__Exercise data__.
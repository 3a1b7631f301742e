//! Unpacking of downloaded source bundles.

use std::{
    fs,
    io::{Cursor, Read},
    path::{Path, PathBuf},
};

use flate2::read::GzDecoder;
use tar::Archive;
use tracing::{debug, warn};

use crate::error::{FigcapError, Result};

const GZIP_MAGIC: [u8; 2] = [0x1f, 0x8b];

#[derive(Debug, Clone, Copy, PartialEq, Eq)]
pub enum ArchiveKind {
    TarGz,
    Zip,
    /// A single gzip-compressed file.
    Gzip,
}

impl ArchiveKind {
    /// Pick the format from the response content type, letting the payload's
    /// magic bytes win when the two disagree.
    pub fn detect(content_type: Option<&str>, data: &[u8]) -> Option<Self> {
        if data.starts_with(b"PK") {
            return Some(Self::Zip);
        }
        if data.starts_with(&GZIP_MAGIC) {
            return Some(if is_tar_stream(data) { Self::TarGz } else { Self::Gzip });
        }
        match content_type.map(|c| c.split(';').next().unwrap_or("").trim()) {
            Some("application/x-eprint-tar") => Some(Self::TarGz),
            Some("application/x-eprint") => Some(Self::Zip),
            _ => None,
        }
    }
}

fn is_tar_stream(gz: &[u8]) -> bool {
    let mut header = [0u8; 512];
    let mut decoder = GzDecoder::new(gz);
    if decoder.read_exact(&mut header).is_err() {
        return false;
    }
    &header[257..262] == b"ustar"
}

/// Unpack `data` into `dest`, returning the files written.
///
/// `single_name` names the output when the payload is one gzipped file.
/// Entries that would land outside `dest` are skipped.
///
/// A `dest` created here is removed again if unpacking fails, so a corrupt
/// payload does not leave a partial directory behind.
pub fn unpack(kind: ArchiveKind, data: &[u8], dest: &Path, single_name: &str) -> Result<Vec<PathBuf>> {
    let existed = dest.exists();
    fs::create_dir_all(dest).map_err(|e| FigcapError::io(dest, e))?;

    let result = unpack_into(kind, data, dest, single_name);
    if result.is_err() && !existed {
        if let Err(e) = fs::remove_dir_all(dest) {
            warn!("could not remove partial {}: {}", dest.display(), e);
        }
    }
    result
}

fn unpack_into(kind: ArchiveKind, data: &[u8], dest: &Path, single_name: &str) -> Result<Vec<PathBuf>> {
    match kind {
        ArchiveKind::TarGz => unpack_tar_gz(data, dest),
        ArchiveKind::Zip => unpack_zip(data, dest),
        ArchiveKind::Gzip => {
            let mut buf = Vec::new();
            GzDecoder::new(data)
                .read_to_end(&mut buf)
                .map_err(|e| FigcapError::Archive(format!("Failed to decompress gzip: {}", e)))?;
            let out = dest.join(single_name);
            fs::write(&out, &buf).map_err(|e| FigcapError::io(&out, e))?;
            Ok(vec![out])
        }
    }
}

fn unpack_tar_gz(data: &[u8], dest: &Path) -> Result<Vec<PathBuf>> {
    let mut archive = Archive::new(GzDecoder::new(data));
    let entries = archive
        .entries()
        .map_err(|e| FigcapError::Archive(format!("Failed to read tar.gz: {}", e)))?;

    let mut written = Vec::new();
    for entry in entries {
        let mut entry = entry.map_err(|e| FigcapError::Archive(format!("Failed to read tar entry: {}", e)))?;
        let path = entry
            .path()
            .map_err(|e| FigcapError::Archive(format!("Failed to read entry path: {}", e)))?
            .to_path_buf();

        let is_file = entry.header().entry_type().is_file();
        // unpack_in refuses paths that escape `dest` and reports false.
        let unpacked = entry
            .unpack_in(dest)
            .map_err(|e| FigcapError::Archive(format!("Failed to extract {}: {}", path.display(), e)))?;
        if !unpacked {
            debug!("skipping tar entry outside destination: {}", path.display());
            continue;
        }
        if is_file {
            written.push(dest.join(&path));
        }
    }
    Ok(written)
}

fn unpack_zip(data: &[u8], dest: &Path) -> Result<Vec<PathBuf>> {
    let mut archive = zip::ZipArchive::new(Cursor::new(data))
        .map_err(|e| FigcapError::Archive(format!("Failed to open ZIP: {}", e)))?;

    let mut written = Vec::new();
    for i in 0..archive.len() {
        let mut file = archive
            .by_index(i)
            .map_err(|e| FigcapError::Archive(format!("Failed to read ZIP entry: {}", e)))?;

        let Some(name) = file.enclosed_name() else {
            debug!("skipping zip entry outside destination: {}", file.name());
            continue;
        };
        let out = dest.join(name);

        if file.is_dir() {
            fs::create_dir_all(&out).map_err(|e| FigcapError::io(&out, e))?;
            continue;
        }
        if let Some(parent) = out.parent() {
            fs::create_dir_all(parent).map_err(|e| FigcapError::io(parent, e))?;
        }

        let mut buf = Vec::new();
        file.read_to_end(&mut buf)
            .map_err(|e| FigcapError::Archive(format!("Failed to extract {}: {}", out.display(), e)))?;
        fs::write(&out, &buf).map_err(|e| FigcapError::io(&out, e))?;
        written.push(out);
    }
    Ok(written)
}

__Exercise__.
Set all of the data down again exactly.

__Solution to the problem__.
repository 3a1b7631f301742e
//! Unpacking of downloaded source bundles.

use std::{
    fs,
    io::{Cursor, Read},
    path::{Path, PathBuf},
};

use flate2::read::GzDecoder;
use tar::Archive;
use tracing::{debug, warn};

use crate::error::{FigcapError, Result};

const GZIP_MAGIC: [u8; 2] = [0x1f, 0x8b];

#[derive(Debug, Clone, Copy, PartialEq, Eq)]
pub enum ArchiveKind {
    TarGz,
    Zip,
    /// A single gzip-compressed file.
    Gzip,
}

impl ArchiveKind {
    /// Pick the format from the response content type, letting the payload's
    /// magic bytes win when the two disagree.
    pub fn detect(content_type: Option<&str>, data: &[u8]) -> Option<Self> {
        if data.starts_with(b"PK") {
            return Some(Self::Zip);
        }
        if data.starts_with(&GZIP_MAGIC) {
            return Some(if is_tar_stream(data) { Self::TarGz } else { Self::Gzip });
        }
        match content_type.map(|c| c.split(';').next().unwrap_or("").trim()) {
            Some("application/x-eprint-tar") => Some(Self::TarGz),
            Some("application/x-eprint") => Some(Self::Zip),
            _ => None,
        }
    }
}

fn is_tar_stream(gz: &[u8]) -> bool {
    let mut header = [0u8; 512];
    let mut decoder = GzDecoder::new(gz);
    if decoder.read_exact(&mut header).is_err() {
        return false;
    }
    &header[257..262] == b"ustar"
}

/// Unpack `data` into `dest`, returning the files written.
///
/// `single_name` names the output when the payload is one gzipped file.
/// Entries that would land outside `dest` are skipped.
///
/// A `dest` created here is removed again if unpacking fails, so a corrupt
/// payload does not leave a partial directory behind.
pub fn unpack(kind: ArchiveKind, data: &[u8], dest: &Path, single_name: &str) -> Result<Vec<PathBuf>> {
    let existed = dest.exists();
    fs::create_dir_all(dest).map_err(|e| FigcapError::io(dest, e))?;

    let result = unpack_into(kind, data, dest, single_name);
    if result.is_err() && !existed {
        if let Err(e) = fs::remove_dir_all(dest) {
            warn!("could not remove partial {}: {}", dest.display(), e);
        }
    }
    result
}

fn unpack_into(kind: ArchiveKind, data: &[u8], dest: &Path, single_name: &str) -> Result<Vec<PathBuf>> {
    match kind {
        ArchiveKind::TarGz => unpack_tar_gz(data, dest),
        ArchiveKind::Zip => unpack_zip(data, dest),
        ArchiveKind::Gzip => {
            let mut buf = Vec::new();
            GzDecoder::new(data)
                .read_to_end(&mut buf)
                .map_err(|e| FigcapError::Archive(format!("Failed to decompress gzip: {}", e)))?;
            let out = dest.join(single_name);
            fs::write(&out, &buf).map_err(|e| FigcapError::io(&out, e))?;
            Ok(vec![out])
        }
    }
}

fn unpack_tar_gz(data: &[u8], dest: &Path) -> Result<Vec<PathBuf>> {
    let mut archive = Archive::new(GzDecoder::new(data));
    let entries = archive
        .entries()
        .map_err(|e| FigcapError::Archive(format!("Failed to read tar.gz: {}", e)))?;

    let mut written = Vec::new();
    for entry in entries {
        let mut entry = entry.map_err(|e| FigcapError::Archive(format!("Failed to read tar entry: {}", e)))?;
        let path = entry
            .path()
            .map_err(|e| FigcapError::Archive(format!("Failed to read entry path: {}", e)))?
            .to_path_buf();

        let is_file = entry.header().entry_type().is_file();
        // unpack_in refuses paths that escape `dest` and reports false.
        let unpacked = entry
            .unpack_in(dest)
            .map_err(|e| FigcapError::Archive(format!("Failed to extract {}: {}", path.display(), e)))?;
        if !unpacked {
            debug!("skipping tar entry outside destination: {}", path.display());
            continue;
        }
        if is_file {
            written.push(dest.join(&path));
        }
    }
    Ok(written)
}

fn unpack_zip(data: &[u8], dest: &Path) -> Result<Vec<PathBuf>> {
    let mut archive = zip::ZipArchive::new(Cursor::new(data))
        .map_err(|e| FigcapError::Archive(format!("Failed to open ZIP: {}", e)))?;

    let mut written = Vec::new();
    for i in 0..archive.len() {
        let mut file = archive
            .by_index(i)
            .map_err(|e| FigcapError::Archive(format!("Failed to read ZIP entry: {}", e)))?;

        let Some(name) = file.enclosed_name() else {
            debug!("skipping zip entry outside destination: {}", file.name());
            continue;
        };
        let out = dest.join(name);

        if file.is_dir() {
            fs::create_dir_all(&out).map_err(|e| FigcapError::io(&out, e))?;
            continue;
        }
        if let Some(parent) = out.parent() {
            fs::create_dir_all(parent).map_err(|e| FigcapError::io(parent, e))?;
        }

        let mut buf = Vec::new();
        file.read_to_end(&mut buf)
            .map_err(|e| FigcapError::Archive(format!("Failed to extract {}: {}", out.display(), e)))?;
        fs::write(&out, &buf).map_err(|e| FigcapError::io(&out, e))?;
        written.push(out);
    }
    Ok(written)
}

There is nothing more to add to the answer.